この状況なら動くはずだと考え、静かに待つ。アシエンならばゲーム通りに仕掛けてる可能性が……来た!黒いローブに赤い仮面の男が海蛇の尾の最後尾に空間転移してくる。そして、一瞬で巨大なデーモンを召喚してみせた。
「行けぃ!デーモンよ、ヤツらをなぎ払え!」
黒渦団をデーモンで蹴散らすつもりなのだろう。だけれど、ここには私がいる。
「貴様の狙い、阻止させてもらう!」
天高く跳躍し、その勢いのままブランジカットを発動。デーモンを上空から強襲する。
「斬!」
月を背景に夜空を舞うララフェル。くるくると回転しながら大剣を振り回し、重さに落下速度をプラスした一撃はあっさりとデーモンの首を跳ね飛ばした。所詮はレベル15相当の敵。今の私の敵じゃない。
「な、なんだと!?私のデーモンを一撃で!」
そして、今この場には護衛のデーモンを倒され、驚愕し無防備になったアシエンがいる。奴を自由にさせておくと何があるか分からない。速攻で無力化する!地面に着地した私はアシエンに向かって大剣を斬り上げる。
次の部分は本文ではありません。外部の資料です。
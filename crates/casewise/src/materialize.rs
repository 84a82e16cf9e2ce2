//! Drives the combiner, the namer, and the case factory to populate a
//! namespace with one case per combination.

use casewise_params::{CaseNamer, case_name};

use crate::combine::Combinations;
use crate::context::AccumulationContext;
use crate::errors::ExpansionError;
use crate::factory::CaseFactory;
use crate::namespace::CaseNamespace;
use crate::state::ExpandedTemplate;

/// Materialize every combination of the sealed stack into `namespace`.
///
/// Cases are produced in product order: the first accumulated declaration
/// varies slowest. After the last case is bound, the template's base name is
/// rebound to the returned [`ExpandedTemplate`] marker.
///
/// There is no rollback: when a case fails to bind, earlier cases stay in
/// the namespace and the error surfaces immediately.
///
/// # Errors
///
/// Returns [`ExpansionError::DuplicateCaseName`] when a generated name is
/// already bound in `namespace`.
pub fn materialize(
    context: AccumulationContext,
    factory: &dyn CaseFactory,
    namespace: &mut CaseNamespace,
) -> Result<ExpandedTemplate, ExpansionError> {
    let (template, declarations) = context.into_parts();
    let mut namer = CaseNamer::new();
    let mut case_count = 0usize;

    for combination in Combinations::new(&declarations) {
        let case_id = namer.resolve(combination.values());
        let full_name = case_name(template.name(), &case_id);
        let case = factory.bind(&template, &full_name, &combination);
        namespace.bind_case(case)?;
        case_count += 1;
    }

    log::debug!(
        "expanded template '{}' into {case_count} case(s)",
        template.name()
    );

    let marker = ExpandedTemplate::new(template.name(), case_count);
    namespace.bind_expanded(marker.clone());
    Ok(marker)
}

#[cfg(test)]
mod tests {
    use casewise_params::values;

    use super::*;
    use crate::args::CaseArgs;
    use crate::factory::BindingCaseFactory;
    use crate::signature::{ParamSpec, Signature};
    use crate::template::Template;

    fn noop(_args: &CaseArgs) {}

    fn accumulated(names: &str, rows: Vec<casewise_params::ValueRow>) -> AccumulationContext {
        let template = Template::new(
            "test_method",
            Signature::new(vec![ParamSpec::required("a"), ParamSpec::required("b")]),
            noop,
        );
        let mut context = AccumulationContext::new(template);
        let declaration = casewise_params::ParamDeclaration::parse(names, rows)
            .unwrap_or_else(|e| panic!("{e}"));
        context
            .accumulate(declaration)
            .unwrap_or_else(|e| panic!("{e}"));
        context
    }

    #[test]
    fn binds_one_case_per_combination_and_retires_the_base_name() {
        let mut namespace = CaseNamespace::new();
        let marker = materialize(
            accumulated("a,b", values![(1, 2), (3, 4)]),
            &BindingCaseFactory,
            &mut namespace,
        )
        .unwrap_or_else(|e| panic!("{e}"));

        assert_eq!(marker.case_count(), 2);
        let names: Vec<&str> = namespace.names().collect();
        assert_eq!(names, ["test_method[1-2]", "test_method[3-4]", "test_method"]);
        assert_eq!(marker.to_string(), "test_method[...]");
    }

    #[test]
    fn duplicate_case_name_leaves_earlier_cases_bound() {
        let mut namespace = CaseNamespace::new();
        materialize(
            accumulated("a,b", values![(1, 2)]),
            &BindingCaseFactory,
            &mut namespace,
        )
        .unwrap_or_else(|e| panic!("{e}"));

        let error = match materialize(
            accumulated("a,b", values![(5, 6), (1, 2)]),
            &BindingCaseFactory,
            &mut namespace,
        ) {
            Err(e) => e,
            Ok(marker) => panic!("unexpected expansion {marker}"),
        };
        assert_eq!(
            error.to_string(),
            "case 'test_method[1-2]' is already defined in the target namespace"
        );
        // the case bound before the collision is still there
        assert!(namespace.contains("test_method[5-6]"));
    }
}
その一撃はアシエンの赤い仮面を砕いた。見えた顔は老人で、サンクレッドでは無い。これなら遠慮はいらない!
「ぬぅぅ!貴様、何者だ!」
「人は私を、ヒカセンと呼ぶ!」
偽名を名乗った後、ハードスラッシュ、サイフォンストライク、ソウルイーターからなる暗黒騎士の王道3連コンボを瞬く間に放ち、アシエンを切り刻む。最後の一撃はクリティカルヒット、手応えアリだ!
「おのれぇ!貴様の名、覚えたぞ!ヒカセン!ぐわああああ!!」
憑依している肉体を破壊されたアシエンは断末魔の声を上げて倒れた。
おそらくアシエンの魂には逃げられたのだろうが、白聖石なんて持っているはずも無いし仕方ない。今は肉体を破壊し、活動を鈍らせただけでも良しとしよう。そう結論付けた私は背後を振り返り、黒渦団に加勢するのだった。ヒカセン無双の始まりである。
その後の結果はまあ、言うまでもないだろう。レベルの差は偉大である。
朝起きたら自キャラになってた のFF14版が無かったので自分で書いてやる、というのが犯行の動機です。